Not a target. Not a promise. Just a real measurement being produced by your system at this moment.
- P99 latency = 180ms → SLI
- 0.5% of requests are returning errors → SLI
- System was available 99.7% of the last 30 days → SLI
- 95% of DB queries completed under 50ms → SLI
What to measure — and what NOT to measure#
You don't measure everything. You pick the measurements that directly reflect whether your users are having a good experience.
SLIs must reflect user experience — not internal infrastructure health
Good SLIs: - Message delivery latency — users feel this directly - Error rate on the API — users see these failures - Availability — is the service up when users try to use it?
Bad SLIs: - CPU usage — a server can be at 90% CPU and users are perfectly fine - Memory usage — same problem, doesn't map to user experience - Number of database connections — internal plumbing, users don't feel this
A server can be at 10% CPU and every request is still failing
Internal metrics tell you about your infrastructure. SLIs tell you about your users. These are different things.
Wait — what's the difference between P99 and an SLI?#
This is the most common confusion after learning percentiles.
P99 is a calculation method.

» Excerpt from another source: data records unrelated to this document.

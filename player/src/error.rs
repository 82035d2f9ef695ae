#[derive(Debug, thiserror::Error)]
pub enum PlayerError {
    #[error("Failed to load {url}: {message}")]
    LoadError { url: String, message: String },

    #[error("No audio output device available: {0}")]
    NoOutputDevice(String),

    #[error("Backend operation failed: {0}")]
    BackendError(String),
}

pub type Result<T> = std::result::Result<T, PlayerError>;
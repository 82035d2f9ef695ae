/// Volume pushed to the backend once track metadata loads.
pub const DEFAULT_VOLUME: f32 = 0.75;

pub const DEFAULT_TITLE: &str = "Retro Shine";

/// Initial field values for a [`crate::PlayerController`].
#[derive(Debug, Clone)]
pub struct PlayerConfig {
    pub title: String,
    pub source: String,
    pub initial_volume: f32,
}

impl Default for PlayerConfig {
    fn default() -> Self {
        Self {
            title: DEFAULT_TITLE.into(),
            source: "retro-shine.mp3".into(),
            initial_volume: DEFAULT_VOLUME,
        }
    }
}

impl PlayerConfig {
    pub fn new() -> Self {
        Self::default()
    }

    pub fn with_title(mut self, title: impl Into<String>) -> Self {
        self.title = title.into();
        self
    }

    pub fn with_source(mut self, source: impl Into<String>) -> Self {
        self.source = source.into();
        self
    }

    pub fn with_initial_volume(mut self, volume: f32) -> Self {
        self.initial_volume = volume.clamp(0.0, 1.0);
        self
    }
}
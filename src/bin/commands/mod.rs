pub mod command;
pub mod create_config;
pub mod generate_scripts;
pub mod get_dependencies;
pub mod run_scripts;
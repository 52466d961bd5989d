use crate::scripts::ScriptKind;
use anyhow::{Context, Result, bail, ensure};
use itertools::Itertools;
use log::{info, warn};
use std::fs;
use std::path::{Path, PathBuf};
use std::process::Command;
use std::thread;
use std::time::Duration;

/// A batch scheduler scripts can be submitted to.
pub trait Scheduler {
    /// Submits `script` as a batch job.
    /// # Errors
    ///   - If the scheduler cannot be reached or rejects the job.
    fn submit(&mut self, script: &Path) -> Result<()>;

    /// Returns the number of jobs the current user still has queued or running.
    /// # Errors
    ///   - If the queue status cannot be obtained.
    fn queued_jobs(&mut self) -> Result<usize>;
}

/// Counts the jobs listed in the output of a queue status command: every non-empty line except
/// the header.
#[must_use]
pub fn count_queued_jobs(status_output: &str) -> usize {
    status_output.lines().filter(|l| !l.trim().is_empty()).count().saturating_sub(1)
}

/// Submits jobs with `sbatch` and watches the queue of one user with `squeue`.
#[derive(Clone, Debug)]
pub struct Slurm {
    pub sbatch: PathBuf,
    pub squeue: PathBuf,
    pub user: String,
}

impl Slurm {
    /// Uses the `sbatch` and `squeue` found on the `PATH`.
    #[must_use]
    pub fn new(user: String) -> Self {
        Self { sbatch: PathBuf::from("sbatch"), squeue: PathBuf::from("squeue"), user }
    }
}

impl Scheduler for Slurm {
    fn submit(&mut self, script: &Path) -> Result<()> {
        let output = Command::new(&self.sbatch)
            .arg(script)
            .output()
            .with_context(|| format!("Running {:?} on {}", self.sbatch, script.display()))?;
        if !output.status.success() {
            bail!(
                "{:?} rejected {} ({}): {}",
                self.sbatch,
                script.display(),
                output.status,
                String::from_utf8_lossy(&output.stderr).trim()
            );
        }
        info!("{}: {}", script.display(), String::from_utf8_lossy(&output.stdout).trim());
        Ok(())
    }

    fn queued_jobs(&mut self) -> Result<usize> {
        let output = Command::new(&self.squeue)
            .arg("-u")
            .arg(&self.user)
            .output()
            .with_context(|| format!("Running {:?}", self.squeue))?;
        if !output.status.success() {
            bail!(
                "{:?} failed ({}): {}",
                self.squeue,
                output.status,
                String::from_utf8_lossy(&output.stderr).trim()
            );
        }
        Ok(count_queued_jobs(&String::from_utf8_lossy(&output.stdout)))
    }
}

/// How long to wait for the queue to drain.
#[derive(Clone, Copy, Debug, PartialEq, Eq)]
pub struct WaitPolicy {
    /// pause before each look at the queue
    pub poll_interval: Duration,
    /// number of looks after which waiting is abandoned
    pub max_polls: usize,
}

impl Default for WaitPolicy {
    /// Checks once a minute for up to an hour.
    fn default() -> Self {
        Self { poll_interval: Duration::from_secs(60), max_polls: 60 }
    }
}

/// How a wait for the queue ended.
#[derive(Clone, Copy, Debug, PartialEq, Eq)]
pub enum WaitOutcome {
    /// The queue was empty on the `polls`-th look.
    Drained { polls: usize },
    /// The queue still held jobs after the last allowed look.
    TimedOut,
}

/// Blocks until `scheduler` reports no queued jobs, or until `policy.max_polls` looks have been
/// taken.  Running out of looks is not an error.
/// # Errors
///   - If the queue status cannot be obtained.
pub fn wait_for_empty_queue<S: Scheduler + ?Sized>(
    scheduler: &mut S,
    policy: &WaitPolicy,
) -> Result<WaitOutcome> {
    for poll in 1..=policy.max_polls {
        thread::sleep(policy.poll_interval);
        let queued = scheduler.queued_jobs()?;
        info!("{queued} job(s) remaining in the queue.");
        if queued < 1 {
            return Ok(WaitOutcome::Drained { polls: poll });
        }
    }
    warn!("Queue still not empty after {} checks, continuing anyway.", policy.max_polls);
    Ok(WaitOutcome::TimedOut)
}

/// The index a generated script name ends with, e.g. 12 for `download_12.sh`.
fn script_index(path: &Path) -> Option<usize> {
    let stem = path.file_stem()?.to_str()?;
    stem.rsplit('_').next()?.parse().ok()
}

/// Lists the files of `dir` whose name contains the marker of `kind`, in sample index order.
/// # Errors
///   - If `dir` cannot be read.
pub fn find_scripts(dir: &Path, kind: ScriptKind) -> Result<Vec<PathBuf>> {
    let mut scripts = vec![];
    for entry in fs::read_dir(dir).with_context(|| format!("Could not list {}", dir.display()))? {
        let entry = entry?;
        let path = entry.path();
        if path.is_file() && entry.file_name().to_string_lossy().contains(kind.marker()) {
            scripts.push(path);
        }
    }
    Ok(scripts
        .into_iter()
        .sorted_by(|a, b| {
            script_index(a)
                .unwrap_or(usize::MAX)
                .cmp(&script_index(b).unwrap_or(usize::MAX))
                .then_with(|| a.cmp(b))
        })
        .collect())
}

/// What [`run_scripts`] submitted.
#[derive(Clone, Debug, PartialEq, Eq)]
pub struct RunSummary {
    pub downloads: Vec<PathBuf>,
    pub processes: Vec<PathBuf>,
    pub wait: WaitOutcome,
}

/// Submits every download script of `dir`, waits for the queue to empty, then submits every
/// process script.  Other files are ignored.  The queue is waited on even without download
/// scripts, so jobs the user submitted earlier finish before processing starts.
/// # Errors
///   - If `dir` is not a readable directory.
///   - If any submission or queue status check fails; nothing is retried.
pub fn run_scripts<S: Scheduler + ?Sized>(
    dir: &Path,
    scheduler: &mut S,
    policy: &WaitPolicy,
) -> Result<RunSummary> {
    ensure!(dir.is_dir(), "Script directory {:#?} doesn't exist", dir);
    let downloads = find_scripts(dir, ScriptKind::Download)?;
    let processes = find_scripts(dir, ScriptKind::Process)?;

    for script in &downloads {
        scheduler.submit(script)?;
    }
    info!("Submitted {} download job(s).", downloads.len());

    let wait = wait_for_empty_queue(scheduler, policy)?;

    for script in &processes {
        scheduler.submit(script)?;
    }
    info!("Submitted {} processing job(s).", processes.len());

    Ok(RunSummary { downloads, processes, wait })
}
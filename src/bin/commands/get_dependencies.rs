use crate::commands::command::Command;
use anyhow::Result;
use clap::Parser;
use log::info;
use srhelper_lib::dependencies::{Artifact, Download, Fetcher, SPACE_RANGER_URL};
use std::path::PathBuf;

/// Downloads Space Ranger and the reference genomes, and extracts them.
///
/// Each archive is saved in the installation directory and extracted there.  Downloads are
/// skipped, with a warning, if `curl` is not installed; extraction is skipped if `tar` is not.
///
/// ## Example Command Line
///
/// ```
/// sr-helper get-dependencies ~/visium --skip-mouse-reference
/// ```
///
#[derive(Parser, Debug)]
#[command(version)]
pub(crate) struct GetDependencies {
    /// Installation directory, created if needed.
    dir: PathBuf,

    /// Don't download Space Ranger.
    #[clap(long)]
    skip_space_ranger: bool,

    /// Don't download the human (GRCh38) reference.
    #[clap(long)]
    skip_human_reference: bool,

    /// Don't download the mouse (mm10) reference.
    #[clap(long)]
    skip_mouse_reference: bool,

    /// Download link for Space Ranger.  The default signed link expires; get a current one from
    /// the 10x Genomics download page.
    #[clap(long, default_value = SPACE_RANGER_URL, hide_default_value = true)]
    space_ranger_url: String,
}

impl GetDependencies {
    /// The archives selected by the `--skip-*` options.
    fn selected_downloads(&self) -> Vec<Download> {
        let mut downloads = vec![];
        if !self.skip_space_ranger {
            let url = self.space_ranger_url.clone();
            downloads.push(Download { artifact: Artifact::SpaceRanger, url });
        }
        if !self.skip_human_reference {
            downloads.push(Download::from(Artifact::HumanReference));
        }
        if !self.skip_mouse_reference {
            downloads.push(Download::from(Artifact::MouseReference));
        }
        downloads
    }
}

impl Command for GetDependencies {
    fn execute(&self) -> Result<()> {
        let downloads = self.selected_downloads();
        if downloads.is_empty() {
            info!("Every download was skipped, nothing to do.");
            return Ok(());
        }
        let installed = Fetcher::default().install(&self.dir, &downloads)?;
        for dir in &installed {
            info!("Installed {:#?}.", dir);
        }
        Ok(())
    }
}

#[cfg(test)]
mod tests {
    use super::*;
    use rstest::rstest;
    use tempfile::TempDir;

    fn get_dependencies(dir: PathBuf, skip: [bool; 3]) -> GetDependencies {
        GetDependencies {
            dir,
            skip_space_ranger: skip[0],
            skip_human_reference: skip[1],
            skip_mouse_reference: skip[2],
            space_ranger_url: SPACE_RANGER_URL.to_owned(),
        }
    }

    #[rstest]
    #[case(
        [false, false, false],
        vec![Artifact::SpaceRanger, Artifact::HumanReference, Artifact::MouseReference]
    )]
    #[case([true, false, false], vec![Artifact::HumanReference, Artifact::MouseReference])]
    #[case([false, true, true], vec![Artifact::SpaceRanger])]
    #[case([true, true, false], vec![Artifact::MouseReference])]
    #[case([true, true, true], vec![])]
    fn test_selected_downloads(#[case] skip: [bool; 3], #[case] expected: Vec<Artifact>) {
        let command = get_dependencies(PathBuf::from("deps"), skip);
        let artifacts =
            command.selected_downloads().iter().map(|d| d.artifact).collect::<Vec<_>>();
        assert_eq!(artifacts, expected);
    }

    #[test]
    fn test_space_ranger_url_override() {
        let mut command = get_dependencies(PathBuf::from("deps"), [false, true, true]);
        command.space_ranger_url = "https://example.org/spaceranger.tar.gz".to_owned();
        assert_eq!(command.selected_downloads()[0].url, "https://example.org/spaceranger.tar.gz");
    }

    #[test]
    fn test_skipping_everything_touches_nothing() {
        let tmpdir = TempDir::new().unwrap();
        let dir = tmpdir.path().join("deps");
        get_dependencies(dir.clone(), [true, true, true]).execute().unwrap();
        assert!(!dir.exists());
    }

    #[test]
    fn test_parses_skip_flags() {
        let command = GetDependencies::try_parse_from([
            "get-dependencies",
            "deps",
            "--skip-space-ranger",
            "--skip-mouse-reference",
        ])
        .unwrap();
        let artifacts =
            command.selected_downloads().iter().map(|d| d.artifact).collect::<Vec<_>>();
        assert_eq!(artifacts, vec![Artifact::HumanReference]);
    }
}
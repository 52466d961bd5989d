use anyhow::Result;
use enum_dispatch::enum_dispatch;

/// A `sr-helper` subcommand, run once per invocation.
#[enum_dispatch]
pub trait Command {
    /// Runs the subcommand to completion.  Failures of external programs are not retried.
    #[allow(clippy::missing_errors_doc)]
    fn execute(&self) -> Result<()>;
}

SLI is a concept — what you decided to measure.
- The SLI is the what — what are we measuring?
- P99 is the how — how are we computing that measurement?
You decide to measure response time → that decision is your SLI. You choose to express it as P99 → that's the calculation method you picked.
The same SLI can be expressed multiple ways:
| SLI | Expressed as | Result |
|---|---|---|
| Response time | P99 | P99 latency = 180ms |
| Response time | P50 | P50 latency = 50ms |
| Response time | Average | Average latency = 60ms (but averages lie) |
And not all SLIs use percentiles at all: - SLI = error rate → "0.5% of requests failed" — a ratio, no percentile involved - SLI = availability → "99.9% uptime this month" — a percentage, no percentile involved
P99 is just one tool for expressing an SLI — not the same thing as an SLI
SLIs are always ratios or percentiles — never raw counts#
❌ "500 errors happened today" — raw count, meaningless without context. 500 errors out of 100 requests is catastrophic. 500 errors out of 10 million requests is fine.
✅ "0.5% of requests returned errors" — a ratio, meaningful regardless of traffic volume
The test for a good SLI
If traffic doubles, does the number stay meaningful?
- Error count doubles → not meaningful anymore
- Error rate stays the same → meaningful, it's a good SLI
Common SLIs by system type#
| System | SLI examples |
|---|---|
| API / Web service | Request success rate, P99 latency |
| Storage system | Read/write success rate, P99 read latency |
| Data pipeline | Freshness (how old is the latest data?), throughput |
| Batch job | Job completion rate, job duration P95 |
| Video streaming | Buffering rate, playback start latency |